Start of Block
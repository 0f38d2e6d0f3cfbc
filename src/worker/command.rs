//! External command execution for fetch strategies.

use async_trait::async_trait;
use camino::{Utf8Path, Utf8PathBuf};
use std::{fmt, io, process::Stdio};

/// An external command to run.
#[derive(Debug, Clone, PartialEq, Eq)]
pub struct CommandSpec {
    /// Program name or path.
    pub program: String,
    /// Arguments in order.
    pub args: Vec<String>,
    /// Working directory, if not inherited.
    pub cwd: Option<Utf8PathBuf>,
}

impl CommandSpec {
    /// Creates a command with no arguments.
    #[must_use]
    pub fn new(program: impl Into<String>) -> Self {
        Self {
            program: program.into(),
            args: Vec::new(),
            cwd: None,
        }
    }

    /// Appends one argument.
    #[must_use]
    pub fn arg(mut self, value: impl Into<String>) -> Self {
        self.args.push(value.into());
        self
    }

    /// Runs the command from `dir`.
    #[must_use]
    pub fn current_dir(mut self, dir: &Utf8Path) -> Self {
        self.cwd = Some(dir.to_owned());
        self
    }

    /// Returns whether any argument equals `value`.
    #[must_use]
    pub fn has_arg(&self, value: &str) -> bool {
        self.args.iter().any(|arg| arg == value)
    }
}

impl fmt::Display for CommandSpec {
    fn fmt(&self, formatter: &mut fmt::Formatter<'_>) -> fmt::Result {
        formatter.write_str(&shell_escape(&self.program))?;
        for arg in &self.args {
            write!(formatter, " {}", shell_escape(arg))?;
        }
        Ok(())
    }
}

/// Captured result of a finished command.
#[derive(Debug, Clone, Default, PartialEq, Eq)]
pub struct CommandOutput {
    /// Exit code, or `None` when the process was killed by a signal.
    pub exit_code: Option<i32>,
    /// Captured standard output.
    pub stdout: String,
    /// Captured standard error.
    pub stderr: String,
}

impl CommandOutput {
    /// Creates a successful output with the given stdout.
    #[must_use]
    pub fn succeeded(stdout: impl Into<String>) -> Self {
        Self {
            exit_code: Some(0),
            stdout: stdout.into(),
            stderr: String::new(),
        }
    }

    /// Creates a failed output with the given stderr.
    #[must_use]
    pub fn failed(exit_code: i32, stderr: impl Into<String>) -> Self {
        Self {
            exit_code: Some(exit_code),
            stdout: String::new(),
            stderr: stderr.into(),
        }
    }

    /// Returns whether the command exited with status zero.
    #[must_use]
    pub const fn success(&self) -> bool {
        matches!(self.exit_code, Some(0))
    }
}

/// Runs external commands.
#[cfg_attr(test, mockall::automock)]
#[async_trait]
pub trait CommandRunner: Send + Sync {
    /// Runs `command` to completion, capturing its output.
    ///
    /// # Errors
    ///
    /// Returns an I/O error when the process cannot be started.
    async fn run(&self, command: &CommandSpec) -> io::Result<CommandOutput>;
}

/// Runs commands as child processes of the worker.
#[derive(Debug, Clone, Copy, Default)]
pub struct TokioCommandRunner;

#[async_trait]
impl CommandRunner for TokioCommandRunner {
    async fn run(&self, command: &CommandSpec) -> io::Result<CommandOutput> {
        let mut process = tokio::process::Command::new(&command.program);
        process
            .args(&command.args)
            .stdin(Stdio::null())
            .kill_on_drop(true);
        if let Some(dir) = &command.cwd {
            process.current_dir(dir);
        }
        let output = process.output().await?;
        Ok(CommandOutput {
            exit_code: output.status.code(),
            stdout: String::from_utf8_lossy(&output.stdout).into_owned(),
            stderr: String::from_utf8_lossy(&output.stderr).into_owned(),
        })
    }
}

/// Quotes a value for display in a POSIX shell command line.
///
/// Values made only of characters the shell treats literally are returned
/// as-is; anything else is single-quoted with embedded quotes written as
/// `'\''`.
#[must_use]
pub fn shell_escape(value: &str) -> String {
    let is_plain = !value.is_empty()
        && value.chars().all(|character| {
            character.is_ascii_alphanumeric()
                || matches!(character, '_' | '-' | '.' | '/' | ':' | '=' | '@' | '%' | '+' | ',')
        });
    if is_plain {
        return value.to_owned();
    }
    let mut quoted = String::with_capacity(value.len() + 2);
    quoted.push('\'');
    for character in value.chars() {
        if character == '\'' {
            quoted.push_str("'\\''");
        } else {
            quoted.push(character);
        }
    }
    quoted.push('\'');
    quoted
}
End of Block
#### REQUIRED WORK:
The listing above should be transcribed in full, exactly as written.

#### WRITTEN ANSWER:
repository 0f38d2e6d0f3cfbc
filename src/worker/command.rs
//! External command execution for fetch strategies.

use async_trait::async_trait;
use camino::{Utf8Path, Utf8PathBuf};
use std::{fmt, io, process::Stdio};

/// An external command to run.
#[derive(Debug, Clone, PartialEq, Eq)]
pub struct CommandSpec {
    /// Program name or path.
    pub program: String,
    /// Arguments in order.
    pub args: Vec<String>,
    /// Working directory, if not inherited.
    pub cwd: Option<Utf8PathBuf>,
}

impl CommandSpec {
    /// Creates a command with no arguments.
    #[must_use]
    pub fn new(program: impl Into<String>) -> Self {
        Self {
            program: program.into(),
            args: Vec::new(),
            cwd: None,
        }
    }

    /// Appends one argument.
    #[must_use]
    pub fn arg(mut self, value: impl Into<String>) -> Self {
        self.args.push(value.into());
        self
    }

    /// Runs the command from `dir`.
    #[must_use]
    pub fn current_dir(mut self, dir: &Utf8Path) -> Self {
        self.cwd = Some(dir.to_owned());
        self
    }

    /// Returns whether any argument equals `value`.
    #[must_use]
    pub fn has_arg(&self, value: &str) -> bool {
        self.args.iter().any(|arg| arg == value)
    }
}

impl fmt::Display for CommandSpec {
    fn fmt(&self, formatter: &mut fmt::Formatter<'_>) -> fmt::Result {
        formatter.write_str(&shell_escape(&self.program))?;
        for arg in &self.args {
            write!(formatter, " {}", shell_escape(arg))?;
        }
        Ok(())
    }
}

/// Captured result of a finished command.
#[derive(Debug, Clone, Default, PartialEq, Eq)]
pub struct CommandOutput {
    /// Exit code, or `None` when the process was killed by a signal.
    pub exit_code: Option<i32>,
    /// Captured standard output.
    pub stdout: String,
    /// Captured standard error.
    pub stderr: String,
}

impl CommandOutput {
    /// Creates a successful output with the given stdout.
    #[must_use]
    pub fn succeeded(stdout: impl Into<String>) -> Self {
        Self {
            exit_code: Some(0),
            stdout: stdout.into(),
            stderr: String::new(),
        }
    }

    /// Creates a failed output with the given stderr.
    #[must_use]
    pub fn failed(exit_code: i32, stderr: impl Into<String>) -> Self {
        Self {
            exit_code: Some(exit_code),
            stdout: String::new(),
            stderr: stderr.into(),
        }
    }

    /// Returns whether the command exited with status zero.
    #[must_use]
    pub const fn success(&self) -> bool {
        matches!(self.exit_code, Some(0))
    }
}

/// Runs external commands.
#[cfg_attr(test, mockall::automock)]
#[async_trait]
pub trait CommandRunner: Send + Sync {
    /// Runs `command` to completion, capturing its output.
    ///
    /// # Errors
    ///
    /// Returns an I/O error when the process cannot be started.
    async fn run(&self, command: &CommandSpec) -> io::Result<CommandOutput>;
}

/// Runs commands as child processes of the worker.
#[derive(Debug, Clone, Copy, Default)]
pub struct TokioCommandRunner;

#[async_trait]
impl CommandRunner for TokioCommandRunner {
    async fn run(&self, command: &CommandSpec) -> io::Result<CommandOutput> {
        let mut process = tokio::process::Command::new(&command.program);
        process
            .args(&command.args)
            .stdin(Stdio::null())
            .kill_on_drop(true);
        if let Some(dir) = &command.cwd {
            process.current_dir(dir);
        }
        let output = process.output().await?;
        Ok(CommandOutput {
            exit_code: output.status.code(),
            stdout: String::from_utf8_lossy(&output.stdout).into_owned(),
            stderr: String::from_utf8_lossy(&output.stderr).into_owned(),
        })
    }
}

/// Quotes a value for display in a POSIX shell command line.
///
/// Values made only of characters the shell treats literally are returned
/// as-is; anything else is single-quoted with embedded quotes written as
/// `'\''`.
#[must_use]
pub fn shell_escape(value: &str) -> String {
    let is_plain = !value.is_empty()
        && value.chars().all(|character| {
            character.is_ascii_alphanumeric()
                || matches!(character, '_' | '-' | '.' | '/' | ':' | '=' | '@' | '%' | '+' | ',')
        });
    if is_plain {
        return value.to_owned();
    }
    let mut quoted = String::with_capacity(value.len() + 2);
    quoted.push('\'');
    for character in value.chars() {
        if character == '\'' {
            quoted.push_str("'\\''");
        } else {
            quoted.push(character);
        }
    }
    quoted.push('\'');
    quoted
}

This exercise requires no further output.